Vyvanse is a once-a-day treatment for adults and children who are six to 12 years old with ADHD.

  • Its main ingredient is lisdexamfetamine dimesylate.
  • It is a prodrug or 'conditionally bioreversible derivative' of dextroamphetamine, one of the main ingredients in Adderall, Adderall XR, and Dexedrine Spansules.
  • Vyvanse can be taken either with or without food.
  • If your child can't swallow the Vyvanse capsules, you can open them and either sprinkle it onto a small amount of food or into a few ounces of water (which is a benefit over other 'beaded' ADHD stimulant medicines, which don't dissolve in liquids).
  • Vyvanse is available in seven dosage strengths: 10mg, 20mg, 30mg, 40mg, 50mg, 60mg, and 70mg.
  • Although most children will start Vyvanse at the 30mg dosage, a higher starting dose may be more appropriate if your child is switching to Vyvanse from another ADHD stimulant.
  • Vyvanse is commonly misspelled as Vyvance.
  • Vyvanse is also FDA approved to treat binge-eating disorder in adults.

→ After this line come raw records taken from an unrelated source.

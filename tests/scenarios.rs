//! End-to-end runs of the solver on small systems with known answers.

use approx::assert_relative_eq;
use linsys::*;

fn fr(s: &str) -> Fraction {
    s.parse().unwrap()
}

fn ints(lines: &[&[i64]]) -> Matrix<Fraction> {
    Matrix::from_list(
        lines
            .iter()
            .map(|l| l.iter().map(|&x| Fraction::from(x)).collect())
            .collect(),
    )
    .unwrap()
}

#[test]
fn unique_solution() {
    let a = ints(&[&[1, -2, 1], &[0, 2, -8], &[5, 0, -5]]);
    let b = Vector::from_list(vec![fr("1"), fr("0"), fr("-1")]);

    let solution = find_solutions_for(&a, &b).unwrap().unwrap();
    assert_eq!(
        solution.clone().into_vec(),
        vec![Some(fr("-2/5")), Some(fr("-4/5")), Some(fr("-1/5"))]
    );
    assert_eq!(solution.to_string(), "[-2/5, -4/5, -1/5]");

    let x: Vector<Fraction> = solution.iter().flatten().cloned().collect();
    assert_eq!((&a * &x).unwrap(), b);
}

#[test]
fn unique_solution_float() {
    let sys = matrix![[1.0, -2.0, 1.0, 1.0], [0.0, 2.0, -8.0, 0.0], [5.0, 0.0, -5.0, -1.0]]
        .unwrap();
    let solution = find_solutions(&sys).unwrap().unwrap();
    let expected = [-0.4, -0.8, -0.2];
    for (x, e) in solution.iter().zip(expected) {
        assert_relative_eq!(x.unwrap(), e, epsilon = 1e-12);
    }
}

#[test]
fn dependent_column_leaves_free_unknowns() {
    // Column 1 is twice column 0 and row 2 is the sum of rows 0 and 1.
    let sys = ints(&[&[1, 2, 0, 1, 1], &[0, 0, 1, 2, 2], &[1, 2, 1, 3, 3]]);
    let solution = find_solutions(&sys).unwrap().unwrap();

    assert_eq!(
        solution.clone().into_vec(),
        vec![Some(fr("1")), None, Some(fr("2")), None]
    );
    assert_eq!(solution.to_string(), "[1, None, 2, None]");

    // Free unknowns at zero give a particular solution.
    let x: Vector<Fraction> = solution
        .iter()
        .map(|s| s.clone().unwrap_or_else(|| fr("0")))
        .collect();
    let a = ints(&[&[1, 2, 0, 1], &[0, 0, 1, 2], &[1, 2, 1, 3]]);
    assert_eq!((&a * &x).unwrap(), Vector::from_list(vec![fr("1"), fr("2"), fr("3")]));
}

#[test]
fn inverse_2x2() {
    let a = ints(&[&[5, 1], &[3, -2]]);
    let det = a.det().unwrap();
    assert_eq!(det, fr("-13"));

    let expected = &ints(&[&[-2, -1], &[-3, 5]]) * (fr("1") / det);
    assert_eq!(inverse(&a).unwrap(), Some(expected));
}

#[test]
fn tiny_and_huge_systems() {
    let a = matrix![[1e-6, 0.0], [0.0, 1e-6]].unwrap();
    let inv = inverse(&a).unwrap().unwrap();
    assert_relative_eq!(inv[(0, 0)], 1e6, max_relative = 1e-12);
    assert_relative_eq!(inv[(1, 1)], 1e6, max_relative = 1e-12);

    let sys = matrix![[1e-11, 0.0, 1e-11], [0.0, 1e-11, 1e-11]].unwrap();
    assert_eq!(find_solutions(&sys).unwrap().unwrap().into_vec(), vec![Some(1.0), Some(1.0)]);

    // The float system from `unique_solution_float`, scaled up.
    let sys = matrix![[1e12, -2e12, 1e12, 1e12], [0.0, 2e12, -8e12, 0.0], [5e12, 0.0, -5e12, -1e12]]
        .unwrap();
    let solution = find_solutions(&sys).unwrap().unwrap();
    for (x, e) in solution.iter().zip([-0.4, -0.8, -0.2]) {
        assert_relative_eq!(x.unwrap(), e, epsilon = 1e-12);
    }
}

#[test]
fn inconsistent_system() {
    let sys = ints(&[&[1, 1, 1, 2], &[2, 2, 2, 5], &[0, 1, 1, 1]]);
    assert!(is_inconsistent(&rref(&sys, true)));
    assert_eq!(find_solutions(&sys).unwrap(), None);

    let sys = matrix![[1.0, 2.0, 3.0], [2.0, 4.0, 7.0]].unwrap();
    assert_eq!(find_solutions(&sys).unwrap(), None);
}

#[test]
fn positional_echelon_checks() {
    // Staircase broken (rows 1 and 2 both lead in column 2), yet accepted.
    let sys = matrix![[1.0, 1.0, 1.0, 1.0], [0.0, 0.0, 3.0, 1.0], [0.0, 0.0, 5.0, 1.0]]
        .unwrap();
    assert!(is_in_echelon_form(&sys, &get_pivots(&sys)));

    // A proper reduced form of a wide system: column 2 leads on row 1, and
    // row 1 is above position 2, so the positional check rejects it.
    let sys = matrix![[1.0, 2.0, 0.0, 1.0], [0.0, 0.0, 1.0, 1.0]].unwrap();
    assert!(is_in_echelon_form(&sys, &get_pivots(&sys)));
    assert!(!is_in_reduced_echelon_form(&sys, &get_pivots(&sys)));
}

#[test]
fn rearrange_moves_dense_rows_up() {
    let sys = matrix![[0.0, 0.0, 1.0, 1.0, 7.0], [2.0, 1.0, 0.0, 0.0, 8.0]].unwrap();
    let sorted = rearrange(sys);
    assert_eq!(sorted[(0, 4)], 8.0);
    assert_eq!(sorted[(1, 4)], 7.0);
}

#[test]
fn display() {
    // One unknown: x = 2 and 3x = 4.
    let sys = ints(&[&[1, 2], &[3, 4]]);
    let reduced = rref(&sys, true);
    assert_eq!(reduced.to_string(), "[1, 2]\n[0, -2]");

    let m = matrix![[fr("1/2"), fr("2")], [fr("0"), fr("-3/4")]].unwrap();
    assert_eq!(m.to_string(), "[1/2, 2]\n[0, -3/4]");
    assert_eq!(vector![1, 2, 3].to_string(), "[1, 2, 3]");
}

#[test]
fn transpose_of_column_is_a_vector() {
    let column = matrix![[1.0], [2.0], [3.0]].unwrap();
    match column.transpose() {
        Transposed::Vector(v) => assert_eq!(v, vector![1.0, 2.0, 3.0]),
        Transposed::Matrix(_) => panic!("expected a vector"),
    }
}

Unlike other stimulants, Vyvanse has to go through the stomach and be digested before it can become active. That means it's much less likely that Vyvanse will be abused since it can't be snorted, etc., like other ADHD medicines.

Another potential benefit of Vyvanse is that it lasts a full 12 hours, whereas other long-acting ADHD medicines tend to last 10 to 12 hours.

Side Effects

Side effects of Vyvanse are similar to other ADHD stimulants and most commonly include abdominal pain, vomiting, weight loss, decreased appetite, headaches, insomnia, and irritability.

Interestingly, side effects—especially appetite suppression—seem to quickly decrease over time.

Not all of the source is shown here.